61 Views Asked by At

I'm trying to find the probability, that in a group of $N$ people, there are no people from at least one district with populations $n_{i}$ (for $i \in \mathbb{N}$ ranging from $0$ to $k$, where $k+1$ is the number of districts) for every district respectively. This boils down to questioning the probability of at least one outcome not occuring in $m$ trials in multinomial distribution. How could I approach this problem?

1

There are 1 best solutions below

0
On

The problem seems conceptually simple, if computationally a bit exhausting, assuming that every selection retains the same probability (ie we are indeed looking at independent draws from the population). We simply need to sum up the probability of every outcome where at least one $n_i=0$. It's a daunting task, so let's look at simpler versions of the problem and work up from there.

The simplest problem would be where $k$ $n_i$ values are zero - in effect, the probability that everyone is from a single district. That's very easy to calculate as below:

$$\sum_{a=0}^{k}\left (\frac{n_a}{\sum_i{n_i}}\right )^N$$

The next simplest problem is where $k-1$ or more values are zero - so, the probability that everyone is from two districts.

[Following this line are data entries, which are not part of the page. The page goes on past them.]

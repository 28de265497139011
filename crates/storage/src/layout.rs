//! On-disk layout of node directories.
//!
//! ```text
//! <root>/ab/cd/ef/<id>/
//!     <id>.json            node snapshot
//!     <id>.data            file bytes
//!     <id>.subset.idx      compressed subset index (subset nodes)
//!     idx/<name>.idx       built indexes
//!     parts/<n>            staged parts
//! ```

use crate::error::{StorageError, StorageResult};
use shoal_core::NodeId;
use std::path::{Component, Path, PathBuf};

/// Path arithmetic for the node directory tree. Pure, no I/O.
#[derive(Clone, Debug)]
pub struct NodeLayout {
    root: PathBuf,
}

impl NodeLayout {
    pub fn new(root: impl Into<PathBuf>) -> Self {
        Self { root: root.into() }
    }

    pub fn root(&self) -> &Path {
        &self.root
    }

    pub fn node_dir(&self, id: &NodeId) -> PathBuf {
        self.root.join(id.shard_path())
    }

    pub fn data_path(&self, id: &NodeId) -> PathBuf {
        self.node_dir(id).join(format!("{id}.data"))
    }

    pub fn snapshot_path(&self, id: &NodeId) -> PathBuf {
        self.node_dir(id).join(format!("{id}.json"))
    }

    pub fn subset_index_path(&self, id: &NodeId) -> PathBuf {
        self.node_dir(id).join(format!("{id}.subset.idx"))
    }

    pub fn index_dir(&self, id: &NodeId) -> PathBuf {
        self.node_dir(id).join("idx")
    }

    /// `idx/<name>.idx`, rejecting names that could leave the index directory.
    pub fn index_path(&self, id: &NodeId, name: &str) -> StorageResult<PathBuf> {
        validate_name(name)?;
        Ok(self.index_dir(id).join(format!("{name}.idx")))
    }

    pub fn parts_dir(&self, id: &NodeId) -> PathBuf {
        self.node_dir(id).join("parts")
    }

    pub fn part_path(&self, id: &NodeId, part: u32) -> PathBuf {
        self.parts_dir(id).join(part.to_string())
    }
}

/// Accept a single path component made of ASCII letters, digits, `_`, `-`
/// and `.`, not starting with a dot.
pub fn validate_name(name: &str) -> StorageResult<()> {
    let valid_chars = name
        .bytes()
        .all(|b| b.is_ascii_alphanumeric() || matches!(b, b'_' | b'-' | b'.'));
    if name.is_empty() || name.starts_with('.') || !valid_chars || name.len() > 128 {
        return Err(StorageError::InvalidName(name.to_string()));
    }
    Ok(())
}

/// Resolve a server-local path for ingestion.
///
/// The path must be absolute, free of `.`/`..` components, and resolve
/// (after following symlinks) to a location inside one of `allowed`.
pub fn resolve_local_path(path: &Path, allowed: &[PathBuf]) -> StorageResult<PathBuf> {
    if !path.is_absolute() {
        return Err(StorageError::InvalidPath(format!(
            "local path must be absolute: {}",
            path.display()
        )));
    }
    if path
        .components()
        .any(|c| matches!(c, Component::ParentDir | Component::CurDir))
    {
        return Err(StorageError::InvalidPath(format!(
            "local path contains unsafe components: {}",
            path.display()
        )));
    }

    let canonical = path
        .canonicalize()
        .map_err(|e| StorageError::from_io(e, path.display()))?;
    if !canonical.is_file() {
        return Err(StorageError::InvalidPath(format!(
            "local path is not a regular file: {}",
            path.display()
        )));
    }

    let permitted = allowed.iter().any(|prefix| {
        prefix
            .canonicalize()
            .is_ok_and(|prefix| canonical.starts_with(prefix))
    });
    if !permitted {
        return Err(StorageError::InvalidPath(format!(
            "local path is outside the allowed prefixes: {}",
            path.display()
        )));
    }
    Ok(canonical)
}

#[cfg(test)]
mod tests {
    use super::*;

    #[test]
    fn test_sharded_paths() {
        let id = NodeId::parse("0a1b2c3d-0000-4000-8000-000000000000").unwrap();
        let layout = NodeLayout::new("/srv/nodes");
        let dir = PathBuf::from("/srv/nodes/0a/1b/2c/0a1b2c3d-0000-4000-8000-000000000000");
        assert_eq!(layout.node_dir(&id), dir);
        assert_eq!(
            layout.data_path(&id),
            dir.join("0a1b2c3d-0000-4000-8000-000000000000.data")
        );
        assert_eq!(
            layout.index_path(&id, "record").unwrap(),
            dir.join("idx").join("record.idx")
        );
        assert_eq!(layout.part_path(&id, 3), dir.join("parts").join("3"));
    }

    #[test]
    fn test_index_names_cannot_escape() {
        let layout = NodeLayout::new("/srv/nodes");
        let id = NodeId::new();
        for bad in ["", "../x", "a/b", ".hidden", "a\\b", "name with space"] {
            assert!(
                matches!(layout.index_path(&id, bad), Err(StorageError::InvalidName(_))),
                "{bad:?}"
            );
        }
        assert!(layout.index_path(&id, "my_subset-1.v2").is_ok());
    }

    #[test]
    fn test_local_path_allow_list() {
        let allowed = tempfile::tempdir().unwrap();
        let other = tempfile::tempdir().unwrap();
        let inside = allowed.path().join("reads.fa");
        let outside = other.path().join("reads.fa");
        std::fs::write(&inside, b">a\nAC\n").unwrap();
        std::fs::write(&outside, b">a\nAC\n").unwrap();
        let prefixes = vec![allowed.path().to_path_buf()];

        assert!(resolve_local_path(&inside, &prefixes).is_ok());
        assert!(matches!(
            resolve_local_path(&outside, &prefixes),
            Err(StorageError::InvalidPath(_))
        ));
        assert!(matches!(
            resolve_local_path(Path::new("relative.fa"), &prefixes),
            Err(StorageError::InvalidPath(_))
        ));
        assert!(matches!(
            resolve_local_path(&allowed.path().join("missing.fa"), &prefixes),
            Err(StorageError::NotFound(_))
        ));
        assert!(resolve_local_path(&inside, &[]).is_err());
    }

    #[test]
    #[cfg(unix)]
    fn test_symlink_out_of_allowed_prefix_rejected() {
        use std::os::unix::fs::symlink;

        let allowed = tempfile::tempdir().unwrap();
        let other = tempfile::tempdir().unwrap();
        let secret = other.path().join("secret.fa");
        std::fs::write(&secret, b">s\nAC\n").unwrap();
        let link = allowed.path().join("link.fa");
        symlink(&secret, &link).unwrap();

        assert!(matches!(
            resolve_local_path(&link, &[allowed.path().to_path_buf()]),
            Err(StorageError::InvalidPath(_))
        ));
    }
}
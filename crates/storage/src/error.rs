//! Storage error types.

use thiserror::Error;

/// Storage operation errors.
#[derive(Debug, Error)]
pub enum StorageError {
    #[error("not found: {0}")]
    NotFound(String),

    #[error("I/O error: {0}")]
    Io(#[from] std::io::Error),

    #[error("invalid path: {0}")]
    InvalidPath(String),

    #[error("invalid name: {0}")]
    InvalidName(String),

    #[error("serialization error: {0}")]
    Serialization(#[from] serde_json::Error),

    #[error("configuration error: {0}")]
    Config(String),
}

impl StorageError {
    /// Map `NotFound` I/O errors onto [`StorageError::NotFound`] naming `what`.
    pub(crate) fn from_io(err: std::io::Error, what: impl std::fmt::Display) -> Self {
        if err.kind() == std::io::ErrorKind::NotFound {
            Self::NotFound(what.to_string())
        } else {
            Self::Io(err)
        }
    }
}

/// Result type for storage operations.
pub type StorageResult<T> = std::result::Result<T, StorageError>;
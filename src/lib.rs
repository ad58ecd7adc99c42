//! Market News Crawler: an incremental news-portal crawler
//!
//! This crate walks the paginated listing of a single news portal, extracts
//! each linked article's title and body, and merges the results into a
//! persisted dataset keyed by article URL.
//!
//! Runs are expected to be serialized: two runs against the same dataset
//! path race on the final rewrite and the last writer wins.

pub mod config;
pub mod crawler;
pub mod output;
pub mod state;
pub mod storage;

use thiserror::Error;

/// Main error type for crawler operations
#[derive(Debug, Error)]
pub enum CrawlerError {
    #[error("Configuration error: {0}")]
    Config(#[from] ConfigError),

    #[error("Fetch error: {0}")]
    Fetch(#[from] FetchError),

    #[error("Failed to start browser session: {0}")]
    Browser(String),

    #[error("Dataset error: {0}")]
    Dataset(#[from] storage::DatasetError),

    #[error("HTTP client error: {0}")]
    Reqwest(#[from] reqwest::Error),

    #[error("Invalid run transition: {from:?} -> {to:?}")]
    InvalidTransition {
        from: state::RunPhase,
        to: state::RunPhase,
    },
}

/// Page-level fetch failures
#[derive(Debug, Error)]
pub enum FetchError {
    #[error("Navigation to {url} failed: {message}")]
    Navigation { url: String, message: String },

    #[error("HTTP error for {url}: {source}")]
    Http { url: String, source: reqwest::Error },

    #[error("Request timeout for {url}")]
    Timeout { url: String },
}

impl FetchError {
    /// The URL whose fetch failed
    pub fn url(&self) -> &str {
        match self {
            Self::Navigation { url, .. } | Self::Http { url, .. } | Self::Timeout { url } => url,
        }
    }
}

/// Configuration-specific errors
#[derive(Debug, Error)]
pub enum ConfigError {
    #[error("Failed to read config file: {0}")]
    Io(#[from] std::io::Error),

    #[error("Failed to parse TOML: {0}")]
    Parse(#[from] toml::de::Error),

    #[error("Validation error: {0}")]
    Validation(String),

    #[error("Invalid URL in config: {0}")]
    InvalidUrl(String),

    #[error("Invalid pattern: {0}")]
    InvalidPattern(String),
}

/// Result type alias for crawler operations
pub type Result<T> = std::result::Result<T, CrawlerError>;

/// Result type alias for configuration operations
pub type ConfigResult<T> = std::result::Result<T, ConfigError>;

// Re-export commonly used types
pub use config::Config;
pub use crawler::{Coordinator, PageFetcher};
pub use state::RunPhase;
pub use storage::{ArticleRecord, Dataset};
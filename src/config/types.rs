use serde::Deserialize;

/// Main configuration structure for the crawler
#[derive(Debug, Clone, Deserialize)]
pub struct Config {
    pub crawler: CrawlerConfig,
    #[serde(default)]
    pub links: LinkConfig,
    #[serde(default)]
    pub extract: ExtractConfig,
    #[serde(default)]
    pub browser: BrowserConfig,
    pub output: OutputConfig,
}

/// Listing traversal configuration
#[derive(Debug, Clone, Deserialize)]
pub struct CrawlerConfig {
    /// First listing page; later pages are derived from it
    #[serde(rename = "listing-url")]
    pub listing_url: String,

    /// Number of listing pages to visit
    #[serde(rename = "page-count", default = "default_page_count")]
    pub page_count: u32,

    /// Template for listing pages after the first.
    /// `{listing}` expands to the listing URL and `{page}` to the page number.
    #[serde(rename = "page-url-template", default = "default_page_url_template")]
    pub page_url_template: String,

    /// Pause after loading a listing page (milliseconds)
    #[serde(rename = "listing-settle-ms", default = "default_listing_settle_ms")]
    pub listing_settle_ms: u64,

    /// Pause after loading an article page (milliseconds)
    #[serde(rename = "article-settle-ms", default = "default_article_settle_ms")]
    pub article_settle_ms: u64,
}

/// Article link candidacy rules
#[derive(Debug, Clone, Deserialize)]
pub struct LinkConfig {
    /// Required trailing token of an article path
    #[serde(default = "default_link_suffix")]
    pub suffix: String,

    /// Regex that must match somewhere in the article path (the numeric ID)
    #[serde(rename = "id-pattern", default = "default_id_pattern")]
    pub id_pattern: String,
}

impl Default for LinkConfig {
    fn default() -> Self {
        Self {
            suffix: default_link_suffix(),
            id_pattern: default_id_pattern(),
        }
    }
}

/// Article page extraction selectors
#[derive(Debug, Clone, Deserialize)]
pub struct ExtractConfig {
    #[serde(rename = "title-selector", default = "default_title_selector")]
    pub title_selector: String,

    #[serde(rename = "content-selector", default = "default_content_selector")]
    pub content_selector: String,
}

impl Default for ExtractConfig {
    fn default() -> Self {
        Self {
            title_selector: default_title_selector(),
            content_selector: default_content_selector(),
        }
    }
}

/// Which page fetcher backs the crawl
#[derive(Debug, Clone, Copy, PartialEq, Eq, Deserialize, Default)]
#[serde(rename_all = "lowercase")]
pub enum FetcherMode {
    /// Headless Chromium, pages rendered with client-side scripts
    #[default]
    Chromium,
    /// Plain HTTP GET, for server-rendered pages
    Http,
}

/// Page fetcher configuration
#[derive(Debug, Clone, Deserialize)]
pub struct BrowserConfig {
    #[serde(default)]
    pub mode: FetcherMode,

    /// Chromium binary; auto-detected when absent
    #[serde(rename = "executable-path", default)]
    pub executable_path: Option<String>,

    /// Upper bound on a single navigation (milliseconds)
    #[serde(rename = "navigation-timeout-ms", default = "default_navigation_timeout_ms")]
    pub navigation_timeout_ms: u64,

    #[serde(rename = "user-agent", default)]
    pub user_agent: Option<String>,
}

impl Default for BrowserConfig {
    fn default() -> Self {
        Self {
            mode: FetcherMode::default(),
            executable_path: None,
            navigation_timeout_ms: default_navigation_timeout_ms(),
            user_agent: None,
        }
    }
}

/// Dataset storage backend
#[derive(Debug, Clone, Copy, PartialEq, Eq, Deserialize, Default)]
#[serde(rename_all = "lowercase")]
pub enum StorageBackend {
    #[default]
    Csv,
    Sqlite,
}

/// Output configuration
#[derive(Debug, Clone, Deserialize)]
pub struct OutputConfig {
    #[serde(default)]
    pub backend: StorageBackend,

    /// Path to the persisted dataset
    #[serde(rename = "dataset-path")]
    pub dataset_path: String,

    /// Path to the run log
    #[serde(rename = "log-path")]
    pub log_path: String,
}

fn default_page_count() -> u32 {
    5
}

fn default_page_url_template() -> String {
    "{listing}/trang-{page}.chn".to_string()
}

fn default_listing_settle_ms() -> u64 {
    5000
}

fn default_article_settle_ms() -> u64 {
    2000
}

fn default_link_suffix() -> String {
    ".chn".to_string()
}

fn default_id_pattern() -> String {
    r"\d{12,}".to_string()
}

fn default_title_selector() -> String {
    "h1".to_string()
}

fn default_content_selector() -> String {
    "div.contentdetail".to_string()
}

fn default_navigation_timeout_ms() -> u64 {
    30_000
}
//! Market News Crawler main entry point
//!
//! This is the command-line interface for the market news crawler.

use anyhow::Context;
use clap::Parser;
use market_news_crawler::config::{load_config_with_hash, Config};
use market_news_crawler::crawler::{crawl, ListingPages};
use market_news_crawler::output::{load_statistics, log_run_summary, print_statistics};
use market_news_crawler::storage::open_dataset;
use std::fs::{File, OpenOptions};
use std::path::{Path, PathBuf};
use std::sync::Mutex;
use tracing::Subscriber;
use tracing_subscriber::fmt::time::ChronoLocal;
use tracing_subscriber::layer::SubscriberExt;
use tracing_subscriber::util::SubscriberInitExt;
use tracing_subscriber::{fmt, EnvFilter, Layer};

/// Market News Crawler: incremental stock-market news crawler
///
/// Walks the paginated listing of a news portal, extracts every linked
/// article and merges the results into a dataset keyed by article URL.
/// Only one run per dataset path may execute at a time.
#[derive(Parser, Debug)]
#[command(name = "market-news-crawler")]
#[command(version)]
#[command(about = "Incremental stock-market news crawler")]
struct Cli {
    /// Path to TOML configuration file
    #[arg(value_name = "CONFIG")]
    config: PathBuf,

    /// Increase logging verbosity (-v, -vv, -vvv)
    #[arg(short, long, action = clap::ArgAction::Count)]
    verbose: u8,

    /// Suppress non-error output
    #[arg(short, long, conflicts_with = "verbose")]
    quiet: bool,

    /// Override the number of listing pages to visit
    #[arg(long, value_name = "N", value_parser = clap::value_parser!(u32).range(1..))]
    pages: Option<u32>,

    /// Validate config and show which listing pages would be visited
    #[arg(long, conflicts_with = "stats")]
    dry_run: bool,

    /// Show statistics of the persisted dataset and exit
    #[arg(long, conflicts_with = "dry_run")]
    stats: bool,
}

#[tokio::main]
async fn main() -> anyhow::Result<()> {
    let cli = Cli::parse();

    let (mut config, config_hash) = load_config_with_hash(&cli.config)
        .with_context(|| format!("Failed to load configuration {}", cli.config.display()))?;

    if let Some(pages) = cli.pages {
        config.crawler.page_count = pages;
    }

    setup_logging(Path::new(&config.output.log_path), cli.verbose, cli.quiet)?;
    tracing::info!(
        "Configuration {} loaded (hash: {})",
        cli.config.display(),
        config_hash
    );

    if cli.dry_run {
        handle_dry_run(&config, &config_hash);
        Ok(())
    } else if cli.stats {
        handle_stats(&config, &config_hash)
    } else {
        handle_crawl(config).await
    }
}

/// Sets up console and run-log output based on verbosity level
///
/// Every line carries a local `YYYY-MM-DD HH:MM:SS` timestamp and a level.
/// The run log is appended to, never truncated.
fn setup_logging(log_path: &Path, verbose: u8, quiet: bool) -> anyhow::Result<()> {
    let log_file = open_run_log(log_path)?;
    run_subscriber(log_file, verbose, quiet).init();
    Ok(())
}

fn open_run_log(log_path: &Path) -> anyhow::Result<File> {
    if let Some(parent) = log_path.parent() {
        if !parent.as_os_str().is_empty() {
            std::fs::create_dir_all(parent).with_context(|| {
                format!("Failed to create log directory {}", parent.display())
            })?;
        }
    }

    OpenOptions::new()
        .create(true)
        .append(true)
        .open(log_path)
        .with_context(|| format!("Failed to open run log {}", log_path.display()))
}

/// Console filter; `-q` and `-v` only apply here
fn console_filter(verbose: u8, quiet: bool) -> EnvFilter {
    if quiet {
        // Only show errors
        EnvFilter::new("error")
    } else {
        run_log_filter(verbose)
    }
}

/// Run-log filter; never coarser than info so progress and summaries are kept
fn run_log_filter(verbose: u8) -> EnvFilter {
    match verbose {
        0 => EnvFilter::new("market_news_crawler=info,warn"),
        1 => EnvFilter::new("market_news_crawler=debug,info"),
        2 => EnvFilter::new("market_news_crawler=trace,debug"),
        _ => EnvFilter::new("trace"),
    }
}

fn run_subscriber(log_file: File, verbose: u8, quiet: bool) -> impl Subscriber + Send + Sync {
    let timestamp = || ChronoLocal::new("%Y-%m-%d %H:%M:%S".to_string());

    tracing_subscriber::registry()
        .with(
            fmt::layer()
                .with_target(false)
                .with_timer(timestamp())
                .with_filter(console_filter(verbose, quiet)),
        )
        .with(
            fmt::layer()
                .with_target(false)
                .with_ansi(false)
                .with_timer(timestamp())
                .with_writer(Mutex::new(log_file))
                .with_filter(run_log_filter(verbose)),
        )
}

/// Handles the --dry-run mode: validates config and shows what would be crawled
fn handle_dry_run(config: &Config, config_hash: &str) {
    println!("=== Market News Crawler Dry Run ===\n");
    println!("Config hash: {}\n", config_hash);

    println!("Crawler Configuration:");
    println!("  Listing URL: {}", config.crawler.listing_url);
    println!("  Listing pages: {}", config.crawler.page_count);
    println!("  Listing settle delay: {}ms", config.crawler.listing_settle_ms);
    println!("  Article settle delay: {}ms", config.crawler.article_settle_ms);

    println!("\nArticle Links:");
    println!("  Suffix: {}", config.links.suffix);
    println!("  ID pattern: {}", config.links.id_pattern);

    println!("\nExtraction:");
    println!("  Title selector: {}", config.extract.title_selector);
    println!("  Content selector: {}", config.extract.content_selector);

    println!("\nFetcher: {:?}", config.browser.mode);

    println!("\nOutput:");
    println!("  Dataset ({:?}): {}", config.output.backend, config.output.dataset_path);
    println!("  Run log: {}", config.output.log_path);

    println!("\nListing pages to visit:");
    for (page, url) in ListingPages::from_config(&config.crawler).iter() {
        println!("  {:>3}. {}", page, url);
    }

    println!("\n✓ Configuration is valid");
}

/// Handles the --stats mode: shows statistics of the persisted dataset
fn handle_stats(config: &Config, config_hash: &str) -> anyhow::Result<()> {
    println!("Dataset: {}", config.output.dataset_path);
    println!("Config hash: {}\n", config_hash);

    let store = open_dataset(&config.output)?;
    let stats = load_statistics(store.as_ref())?;
    print_statistics(&stats);

    Ok(())
}

/// Handles the main crawl operation
async fn handle_crawl(config: Config) -> anyhow::Result<()> {
    tracing::info!(
        "Starting crawl of {} ({} listing pages)",
        config.crawler.listing_url,
        config.crawler.page_count
    );

    match crawl(config).await {
        Ok(summary) => {
            log_run_summary(&summary);
            Ok(())
        }
        Err(e) => {
            tracing::error!("Crawl failed: {}", e);
            Err(e.into())
        }
    }
}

This is functionally equivalent to a sum of binomial probabilities, with some extra iterators to allow us to go through every option:

$$\sum_{x=0}^{k}\sum_{y=x+1}^{k}\sum_{a=0}^{N}\binom{N}{a}\left (\frac{n_x}{\sum_i{n_i}}\right )^a\left (\frac{n_y}{\sum_i{n_i}}\right )^{N-a}$$

It's important to note that this would, in fact, include the previous equation - it should iterate through all probabilities of all unique combinations.

The next simplest is where $k-2$ or more values are zero - so, that everyone is from 3 districts. This is functionally equivalent to a sum of 3-multinomial probabilities, again with extra iterators to manage the additional degrees of freedom:

$$\sum_{x=0}^{k}\sum_{y=x+1}^{k}\sum_{z=y+1}^{k}\sum_{a=0}^{N}\sum_{b=0}^{N-a}\binom{N}{a,b,\left (N-a-b\right )}\left (\frac{n_x}{\sum_i{n_i}}\right )^a\left (\frac{n_y}{\sum_i{n_i}}\right )^{b}\left (\frac{n_z}{\sum_i{n_i}}\right )^{N-a-b}$$

The pattern, I believe, should be getting pretty obvious. Your initial problem is equivalent to a sum of $k$-multinomial probabilities. Iterating through all of those probabilities would take $2k-1$ iterators - $k$ iterators for iterating through all combinations of $n_i$ values, and $k-1$ iterators for iterating through the multinomial. Unsurprisingly, this approach doesn't scale well for large values of $k$!